## [What is needed]
Your task is to copy every record exactly.

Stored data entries
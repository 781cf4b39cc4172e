//! Tool Discovery - the funnel that keeps the model's decision context
//! bounded as the catalogue grows.
//!
//! Stage 1 narrows thousands of tools to ~20 by embedding distance.
//! Stage 2 ranks those by execution statistics down to ~5. Stage 3 (the
//! actual choice) belongs to the tool selector neuron; discovery never
//! calls the model.

use serde::{Deserialize, Serialize};
use std::collections::HashMap;
use std::sync::Arc;
use tokio::sync::RwLock;
use tracing::{debug, info};

use crate::domain::patterns::cosine_similarity;
use crate::ports::{EmbedError, Embedder, ExecutionStore, StoreError};

use super::registry::ToolRegistry;

/// Similarity at which two tools count as candidate duplicates.
pub const DUPLICATE_THRESHOLD: f64 = 0.90;
/// Similarity at which a pair is flagged a likely duplicate.
const LIKELY_DUPLICATE_THRESHOLD: f64 = 0.95;

/// Discovery errors.
#[derive(Debug, Clone, thiserror::Error)]
pub enum DiscoveryError {
    #[error("embedding failed: {0}")]
    Embed(#[from] EmbedError),

    #[error("statistics unavailable: {0}")]
    Store(#[from] StoreError),
}

/// A stage-1 candidate.
#[derive(Debug, Clone, PartialEq, Serialize, Deserialize)]
pub struct SemanticCandidate {
    pub tool_name: String,
    /// Cosine distance: 0 identical, 2 opposite.
    pub distance: f64,
    pub description: String,
}

/// A stage-2 ranked tool.
#[derive(Debug, Clone, PartialEq, Serialize, Deserialize)]
pub struct RankedTool {
    pub tool_name: String,
    pub score: f64,
    pub success_rate: Option<f64>,
    pub executions: i64,
    pub distance: f64,
    pub description: String,
}

/// Health of the semantic index relative to the registry.
#[derive(Debug, Clone, Serialize)]
pub struct IndexStats {
    pub indexed_tools: usize,
    pub registry_tools: usize,
    pub not_indexed: Vec<String>,
    pub stale_indexed: Vec<String>,
}

/// One candidate duplicate pair with a consolidation recommendation.
#[derive(Debug, Clone, Serialize)]
pub struct DuplicatePair {
    pub tool_a: String,
    pub tool_b: String,
    pub similarity: f64,
    pub is_likely_duplicate: bool,
    pub recommendation: ConsolidationRecommendation,
}

/// Which of two duplicates to keep.
#[derive(Debug, Clone, PartialEq, Serialize)]
pub struct ConsolidationRecommendation {
    pub keep: String,
    pub deprecate: String,
    pub reason: String,
}

struct IndexEntry {
    embedding: Vec<f32>,
    description: String,
}

/// Embedding index over tool documents plus statistical ranking.
pub struct ToolDiscovery {
    registry: Arc<ToolRegistry>,
    execution_store: Arc<dyn ExecutionStore>,
    embedder: Arc<dyn Embedder>,
    index: RwLock<HashMap<String, IndexEntry>>,
}
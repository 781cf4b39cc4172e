//! User feedback on a goal execution.

use serde::{Deserialize, Serialize};

use crate::domain::foundation::{ExecutionId, Rating, Timestamp, ValidationError};

/// At most one feedback row per execution; the rating is range-checked
/// at construction.
#[derive(Debug, Clone, Serialize, Deserialize)]
pub struct Feedback {
    pub execution_id: ExecutionId,
    pub rating: Rating,
    pub text: Option<String>,
    pub created_at: Timestamp,
}

impl Feedback {
    /// Creates feedback, validating the raw rating value.
    pub fn new(
        execution_id: ExecutionId,
        rating: u8,
        text: Option<String>,
    ) -> Result<Self, ValidationError> {
        Ok(Self {
            execution_id,
            rating: Rating::new(rating)?,
            text,
            created_at: Timestamp::now(),
        })
    }
}

#[cfg(test)]
mod tests {
    use super::*;

    #[test]
    fn feedback_accepts_valid_rating() {
        let fb = Feedback::new(ExecutionId::new(), 4, Some("helpful".into())).unwrap();
        assert_eq!(fb.rating.value(), 4);
    }

    #[test]
    fn feedback_rejects_invalid_rating() {
        assert!(Feedback::new(ExecutionId::new(), 0, None).is_err());
        assert!(Feedback::new(ExecutionId::new(), 7, None).is_err());
    }
}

## [Result below]
repository 781cf4b39cc4172e
//! Tool Discovery - the funnel that keeps the model's decision context
//! bounded as the catalogue grows.
//!
//! Stage 1 narrows thousands of tools to ~20 by embedding distance.
//! Stage 2 ranks those by execution statistics down to ~5. Stage 3 (the
//! actual choice) belongs to the tool selector neuron; discovery never
//! calls the model.

use serde::{Deserialize, Serialize};
use std::collections::HashMap;
use std::sync::Arc;
use tokio::sync::RwLock;
use tracing::{debug, info};

use crate::domain::patterns::cosine_similarity;
use crate::ports::{EmbedError, Embedder, ExecutionStore, StoreError};

use super::registry::ToolRegistry;

/// Similarity at which two tools count as candidate duplicates.
pub const DUPLICATE_THRESHOLD: f64 = 0.90;
/// Similarity at which a pair is flagged a likely duplicate.
const LIKELY_DUPLICATE_THRESHOLD: f64 = 0.95;

/// Discovery errors.
#[derive(Debug, Clone, thiserror::Error)]
pub enum DiscoveryError {
    #[error("embedding failed: {0}")]
    Embed(#[from] EmbedError),

    #[error("statistics unavailable: {0}")]
    Store(#[from] StoreError),
}

/// A stage-1 candidate.
#[derive(Debug, Clone, PartialEq, Serialize, Deserialize)]
pub struct SemanticCandidate {
    pub tool_name: String,
    /// Cosine distance: 0 identical, 2 opposite.
    pub distance: f64,
    pub description: String,
}

/// A stage-2 ranked tool.
#[derive(Debug, Clone, PartialEq, Serialize, Deserialize)]
pub struct RankedTool {
    pub tool_name: String,
    pub score: f64,
    pub success_rate: Option<f64>,
    pub executions: i64,
    pub distance: f64,
    pub description: String,
}

/// Health of the semantic index relative to the registry.
#[derive(Debug, Clone, Serialize)]
pub struct IndexStats {
    pub indexed_tools: usize,
    pub registry_tools: usize,
    pub not_indexed: Vec<String>,
    pub stale_indexed: Vec<String>,
}

/// One candidate duplicate pair with a consolidation recommendation.
#[derive(Debug, Clone, Serialize)]
pub struct DuplicatePair {
    pub tool_a: String,
    pub tool_b: String,
    pub similarity: f64,
    pub is_likely_duplicate: bool,
    pub recommendation: ConsolidationRecommendation,
}

/// Which of two duplicates to keep.
#[derive(Debug, Clone, PartialEq, Serialize)]
pub struct ConsolidationRecommendation {
    pub keep: String,
    pub deprecate: String,
    pub reason: String,
}

struct IndexEntry {
    embedding: Vec<f32>,
    description: String,
}

/// Embedding index over tool documents plus statistical ranking.
pub struct ToolDiscovery {
    registry: Arc<ToolRegistry>,
    execution_store: Arc<dyn ExecutionStore>,
    embedder: Arc<dyn Embedder>,
    index: RwLock<HashMap<String, IndexEntry>>,
}
repository 781cf4b39cc4172e
//! User feedback on a goal execution.

use serde::{Deserialize, Serialize};

use crate::domain::foundation::{ExecutionId, Rating, Timestamp, ValidationError};

/// At most one feedback row per execution; the rating is range-checked
/// at construction.
#[derive(Debug, Clone, Serialize, Deserialize)]
pub struct Feedback {
    pub execution_id: ExecutionId,
    pub rating: Rating,
    pub text: Option<String>,
    pub created_at: Timestamp,
}

impl Feedback {
    /// Creates feedback, validating the raw rating value.
    pub fn new(
        execution_id: ExecutionId,
        rating: u8,
        text: Option<String>,
    ) -> Result<Self, ValidationError> {
        Ok(Self {
            execution_id,
            rating: Rating::new(rating)?,
            text,
            created_at: Timestamp::now(),
        })
    }
}

#[cfg(test)]
mod tests {
    use super::*;

    #[test]
    fn feedback_accepts_valid_rating() {
        let fb = Feedback::new(ExecutionId::new(), 4, Some("helpful".into())).unwrap();
        assert_eq!(fb.rating.value(), 4);
    }

    #[test]
    fn feedback_rejects_invalid_rating() {
        assert!(Feedback::new(ExecutionId::new(), 0, None).is_err());
        assert!(Feedback::new(ExecutionId::new(), 7, None).is_err());
    }
}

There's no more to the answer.